Standard Deviation and Simple Time Series Outlier ...

Michael_Erasmus · 09-11-2015 07:33 AM

I recently used this technique as a quick and dirty way to find anomalies in time series data and thought I would share.

Let’s say you have simple time series data, event counts grouped by day:

SELECT 
	TO_CHAR(DATE_TRUNC('week', updates.date),'YYYY-MM-DD') AS "updates.date_week",
	COUNT(*) AS "updates.count"
FROM public.updates AS updates

To find big ‘jumps’ in this data, you could use the 3 sigma rule. Basically any observations that fall outside of three standard deviations from the mean is considered an outlier.

mu  = mean of the data
std = standard deviation of the data
IF abs(x-mu) > 3*std  THEN  x is outlier

To model this in a Look, I used table calculations. The first thing we need is the Standard Deviation of the count field. This is calculated by taking the square root of the average of the squared deviations of the values from their mean value.

This is pretty easy to define as a table calculation:

round(sqrt(mean(power(${updates.count} - mean(${updates.count}), 2))),2)

Once we have that, we can pretty easily define our 3-sigma rule:

if(abs(${updates.count} - mean(${updates.count})) >  ${standard_deviation} * 3, "Yes", "No")

And that’s all you need to detect outliers!

Zam

Sweet pattern, Michael! Wanted to touch base and let you know about a few other features that might be simplifications/additions to this pattern.

We’ve built out the ability to hide table calculated no values from a visualization, i.e. you could hide your outliers.
There are stddev_pop and stddev_samp functions in table calculations.

Sai_Satish

The data points you consider for the Mean , STD calculations matters… I feel baseline average should be calculated by averaging the hourly rollups (Example - 9:00 AM to 10:00 AM hourly rollups ) for the three Mondays within the three-week period.

Similarly, The standard deviation is calculated from the baseline average for rollups

The standard deviation provides a statistical indicator of how much variability exists in the population data that factored into the baseline average calculations.

•For hourly reporting, the standard deviation is calculated for the polled values.

•For daily reporting, the standard deviation is calculated for hourly averages.

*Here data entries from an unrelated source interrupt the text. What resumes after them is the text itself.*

//! Collector contract and concrete collectors.
//!
//! A [`Collector`] fetches [`RawItem`]s for a set of tickers over a time
//! window from one upstream source. Fan-out across tickers is concurrent;
//! a single ticker's failure is isolated and logged rather than aborting
//! the whole batch (mirrors the original's `asyncio.gather(..., return_exceptions=True)`).

use std::collections::HashSet;
use std::sync::Arc;

use async_trait::async_trait;
use chrono::{DateTime, Utc};
use reqwest::Client;
use serde_json::Value;

use crate::domain::{Credibility, RawItem, SourceType};
use crate::error::Result;
use crate::rate_limit::RateLimiter;
use crate::PipelineError;

/// Source of fetched items, with its declared trust level and shape.
#[async_trait]
pub trait Collector: Send + Sync {
    /// Short machine-readable name, e.g. `"finnhub"`.
    fn source(&self) -> &'static str;
    fn source_type(&self) -> SourceType;
    fn credibility(&self) -> Credibility;

    /// Fetch raw items for `tickers` published between `since` and `until`
    /// (default "now" when `None`). Implementations must deduplicate by URL
    /// within their own returned batch.
    async fn collect(
        &self,
        tickers: &[String],
        since: DateTime<Utc>,
        until: Option<DateTime<Utc>>,
    ) -> Result<Vec<RawItem>>;

    /// Convenience wrapper for a single ticker.
    async fn collect_single(
        &self,
        ticker: &str,
        since: DateTime<Utc>,
        until: Option<DateTime<Utc>>,
    ) -> Result<Vec<RawItem>> {
        self.collect(std::slice::from_ref(&ticker.to_string()), since, until)
            .await
    }
}

fn dedup_by_url(items: Vec<RawItem>) -> Vec<RawItem> {
    let mut seen = HashSet::new();
    items
        .into_iter()
        .filter(|item| seen.insert(item.url.clone()))
        .collect()
}

/// Fans out `per_ticker` calls concurrently, logging and dropping any
/// ticker whose call failed rather than aborting the whole batch.
async fn fan_out_per_ticker<F, Fut>(tickers: &[String], per_ticker: F) -> Vec<RawItem>
where
    F: Fn(String) -> Fut,
    Fut: std::future::Future<Output = Result<Vec<RawItem>>>,
{
    let futures = tickers.iter().cloned().map(per_ticker);
    let results = futures::future::join_all(futures).await;

    let mut items = Vec::new();
    for (ticker, result) in tickers.iter().zip(results) {
        match result {
            Ok(mut batch) => items.append(&mut batch),
            Err(e) => {
                tracing::warn!(ticker, error = %e, "collector failed for ticker, skipping");
            }
        }
    }
    items
}

/// Company news and general market news from Finnhub.
pub struct FinnhubCollector {
    client: Client,
    limiter: Arc<RateLimiter>,
    api_key: String,
    base_url: String,
}

impl FinnhubCollector {
    pub fn new(client: Client, limiter: Arc<RateLimiter>, api_key: impl Into<String>) -> Self {
        Self {
            client,
            limiter,
            api_key: api_key.into(),
            base_url: "https://finnhub.io/api/v1".to_string(),
        }
    }

    fn parse_item(&self, ticker: &str, raw: &Value) -> Option<RawItem> {
        let url = raw.get("url")?.as_str()?.to_string();
        let headline = raw.get("headline").and_then(Value::as_str).unwrap_or_default();
        let summary = raw.get("summary").and_then(Value::as_str).map(String::from);
        let datetime = raw.get("datetime").and_then(Value::as_i64);
        let published_at = datetime.and_then(|ts| DateTime::from_timestamp(ts, 0));
        let related = raw
            .get("related")
            .and_then(Value::as_str)
            .map(|s| {
                s.split(',')
                    .map(str::trim)
                    .filter(|t| !t.is_empty())
                    .map(str::to_string)
                    .collect::<Vec<_>>()
            })
            .unwrap_or_default();

        let mut tickers = related;
        if !tickers.iter().any(|t| t == ticker) {
            tickers.insert(0, ticker.to_string());
        }

        Some(RawItem {
            source: self.source().to_string(),
            source_type: SourceType::News,
            external_id: raw.get("id").map(|v| v.to_string()),
            url,
            title: headline.to_string(),
            summary,
            published_at,
            fetched_at: Utc::now(),
            tickers,
            raw_payload: raw.clone(),
            author: raw.get("source").and_then(Value::as_str).map(String::from),
            category: raw.get("category").and_then(Value::as_str).map(String::from),
            image_url: raw.get("image").and_then(Value::as_str).map(String::from),
        })
    }
}

#[async_trait]
impl Collector for FinnhubCollector {
    fn source(&self) -> &'static str {
        "finnhub"
    }

    fn source_type(&self) -> SourceType {
        SourceType::News
    }

    fn credibility(&self) -> Credibility {
        Credibility::Medium
    }

    async fn collect(
        &self,
        tickers: &[String],
        since: DateTime<Utc>,
        until: Option<DateTime<Utc>>,
    ) -> Result<Vec<RawItem>> {
        let until = until.unwrap_or_else(Utc::now);
        let from = since.format("%Y-%m-%d").to_string();
        let to = until.format("%Y-%m-%d").to_string();

        let items = fan_out_per_ticker(tickers, |ticker| {
            let client = self.client.clone();
            let limiter = self.limiter.clone();
            let api_key = self.api_key.clone();
            let base_url = self.base_url.clone();
            let from = from.clone();
            let to = to.clone();
            async move {
                let url = format!(
                    "{base_url}/company-news?symbol={ticker}&from={from}&to={to}&token={api_key}"
                );
                let body: Value = limiter
                    .execute("finnhub", 3, || {
                        let client = client.clone();
                        let url = url.clone();
                        async move { send_get(&client, &url).await }
                    })
                    .await?;

                let raw_items = body.as_array().cloned().unwrap_or_default();
                Ok(raw_items
                    .iter()
                    .filter_map(|raw| self.parse_item(&ticker, raw))
                    .collect())
            }
        })
        .await;

        Ok(dedup_by_url(items))
    }
}

/// SEC EDGAR full-text-search filings collector. Requires a mandatory
/// `User-Agent` per SEC's access policy.
pub struct SecEdgarCollector {
    client: Client,
    limiter: Arc<RateLimiter>,
    user_agent: String,
    base_url: String,
}

impl SecEdgarCollector {
    pub fn new(client: Client, limiter: Arc<RateLimiter>, user_agent: impl Into<String>) -> Self {
        Self {
            client,
            limiter,
            user_agent: user_agent.into(),
            base_url: "https://efts.sec.gov/LATEST/search-index".to_string(),
        }
    }
}

#[async_trait]
impl Collector for SecEdgarCollector {
    fn source(&self) -> &'static str {
        "sec-edgar"
    }

    fn source_type(&self) -> SourceType {
        SourceType::Filing
    }

    fn credibility(&self) -> Credibility {
        Credibility::High
    }

    async fn collect(
        &self,
        tickers: &[String],
        since: DateTime<Utc>,
        until: Option<DateTime<Utc>>,
    ) -> Result<Vec<RawItem>> {
        let until = until.unwrap_or_else(Utc::now);
        let from = since.format("%Y-%m-%d").to_string();
        let to = until.format("%Y-%m-%d").to_string();

        let items = fan_out_per_ticker(tickers, |ticker| {
            let client = self.client.clone();
            let limiter = self.limiter.clone();
            let user_agent = self.user_agent.clone();
            let base_url = self.base_url.clone();
            let from = from.clone();
            let to = to.clone();
            async move {
                let url = format!(
                    "{base_url}?q={ticker}&dateRange=custom&startdt={from}&enddt={to}&forms=8-K,10-Q,10-K"
                );
                let body: Value = limiter
                    .execute("sec", 3, || {
                        let client = client.clone();
                        let url = url.clone();
                        let user_agent = user_agent.clone();
                        async move { send_get_with_ua(&client, &url, &user_agent).await }
                    })
                    .await?;

                let hits = body
                    .get("hits")
                    .and_then(|h| h.get("hits"))
                    .and_then(Value::as_array)
                    .cloned()
                    .unwrap_or_default();

                Ok(hits
                    .iter()
                    .filter_map(|hit| parse_filing(&ticker, hit))
                    .collect())
            }
        })
        .await;

        Ok(dedup_by_url(items))
    }
}

fn parse_filing(ticker: &str, hit: &Value) -> Option<RawItem> {
    let source = hit.get("_source")?;
    let accession = source.get("_id").and_then(Value::as_str).unwrap_or_default();
    let form_type = source.get("form").and_then(Value::as_str).unwrap_or("filing");
    let company = source.get("display_names").and_then(Value::as_array).and_then(|a| a.first()).and_then(Value::as_str);
    let filed = source.get("file_date").and_then(Value::as_str);
    let published_at = filed.and_then(|d| {
        chrono::NaiveDate::parse_from_str(d, "%Y-%m-%d")
            .ok()
            .and_then(|nd| nd.and_hms_opt(0, 0, 0))
            .map(|ndt| ndt.and_utc())
    });

    let url = format!("https://www.sec.gov/cgi-bin/browse-edgar?action=getcompany&filing={accession}");
    let title = format!("{form_type} filing{}", company.map(|c| format!(" — {c}")).unwrap_or_default());

    Some(RawItem {
        source: "sec-edgar".to_string(),
        source_type: SourceType::Filing,
        external_id: Some(accession.to_string()),
        url,
        title,
        summary: None,
        published_at,
        fetched_at: Utc::now(),
        tickers: vec![ticker.to_string()],
        raw_payload: hit.clone(),
        author: None,
        category: Some(form_type.to_string()),
        image_url: None,
    })
}

async fn send_get(client: &Client, url: &str) -> Result<Value> {
    let resp = client.get(url).send().await?;
    handle_response(resp).await
}

async fn send_get_with_ua(client: &Client, url: &str, user_agent: &str) -> Result<Value> {
    let resp = client.get(url).header("User-Agent", user_agent).send().await?;
    handle_response(resp).await
}

async fn handle_response(resp: reqwest::Response) -> Result<Value> {
    let status = resp.status().as_u16();
    if !resp.status().is_success() {
        let retry_after = resp
            .headers()
            .get("retry-after")
            .and_then(|v| v.to_str().ok())
            .and_then(crate::rate_limit::parse_retry_after);
        let body = resp.text().await.unwrap_or_default();
        return Err(PipelineError::HttpError {
            status,
            body,
            retry_after,
        });
    }
    Ok(resp.json().await?)
}

/// Deterministic test collector returning a fixed batch regardless of input.
pub struct MockCollector {
    pub source: &'static str,
    pub source_type: SourceType,
    pub credibility: Credibility,
    pub items: Vec<RawItem>,
}

#[async_trait]
impl Collector for MockCollector {
    fn source(&self) -> &'static str {
        self.source
    }

    fn source_type(&self) -> SourceType {
        self.source_type
    }

    fn credibility(&self) -> Credibility {
        self.credibility
    }

    async fn collect(
        &self,
        _tickers: &[String],
        _since: DateTime<Utc>,
        _until: Option<DateTime<Utc>>,
    ) -> Result<Vec<RawItem>> {
        Ok(self.items.clone())
    }
}

#[cfg(test)]
mod tests {
    use super::*;

    fn raw(url: &str, tickers: &[&str]) -> RawItem {
        RawItem {
            source: "mock".into(),
            source_type: SourceType::News,
            external_id: None,
            url: url.into(),
            title: "Title".into(),
            summary: None,
            published_at: None,
            fetched_at: Utc::now(),
            tickers: tickers.iter().map(|t| t.to_string()).collect(),
            raw_payload: serde_json::json!({}),
            author: None,
            category: None,
            image_url: None,
        }
    }

    #[tokio::test]
    async fn test_mock_collector_returns_fixed_items() {
        let collector = MockCollector {
            source: "mock",
            source_type: SourceType::News,
            credibility: Credibility::Medium,
            items: vec![raw("https://example.com/a", &["NVDA"])],
        };
        let result = collector
            .collect(&["NVDA".to_string()], Utc::now(), None)
            .await
            .unwrap();
        assert_eq!(result.len(), 1);
    }

    #[test]
    fn test_dedup_by_url_keeps_first() {
        let items = vec![raw("https://a.com/1", &["NVDA"]), raw("https://a.com/1", &["AMD"])];
        let deduped = dedup_by_url(items);
        assert_eq!(deduped.len(), 1);
        assert_eq!(deduped[0].tickers, vec!["NVDA".to_string()]);
    }

    #[test]
    fn test_parse_filing_builds_title_with_company() {
        let hit = serde_json::json!({
            "_id": "0001-23-456789",
            "_source": {
                "_id": "0001-23-456789",
                "form": "8-K",
                "display_names": ["NVIDIA CORP"],
                "file_date": "2026-03-01",
            }
        });
        let item = parse_filing("NVDA", &hit).unwrap();
        assert_eq!(item.source_type, SourceType::Filing);
        assert!(item.title.contains("8-K"));
        assert!(item.title.contains("NVIDIA CORP"));
    }
}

•For weekly reporting and beyond, the standard deviation is calculated for the daily averages.

minosdz

Hi, thank you for your answer @Sai_Satish.
I’d like to compare each day to the previous week’s similar days of the week(Monday to the last x Mondays, Friday to the last X Fridays…etc). Let’s say I have multiple users each one has a number of transactions per day during the last 10 weeks period. Then, I want to compare this Monday transactions_count to the prior 10 Mondays data by averaging the number of transaction-during the whole past 10 Mondays(I used std_dev and mean too to detect outliers).

Now, if I understood you correctly, I have to compare my actual Monday data to the mean(hourly)data of the prior Mondays.!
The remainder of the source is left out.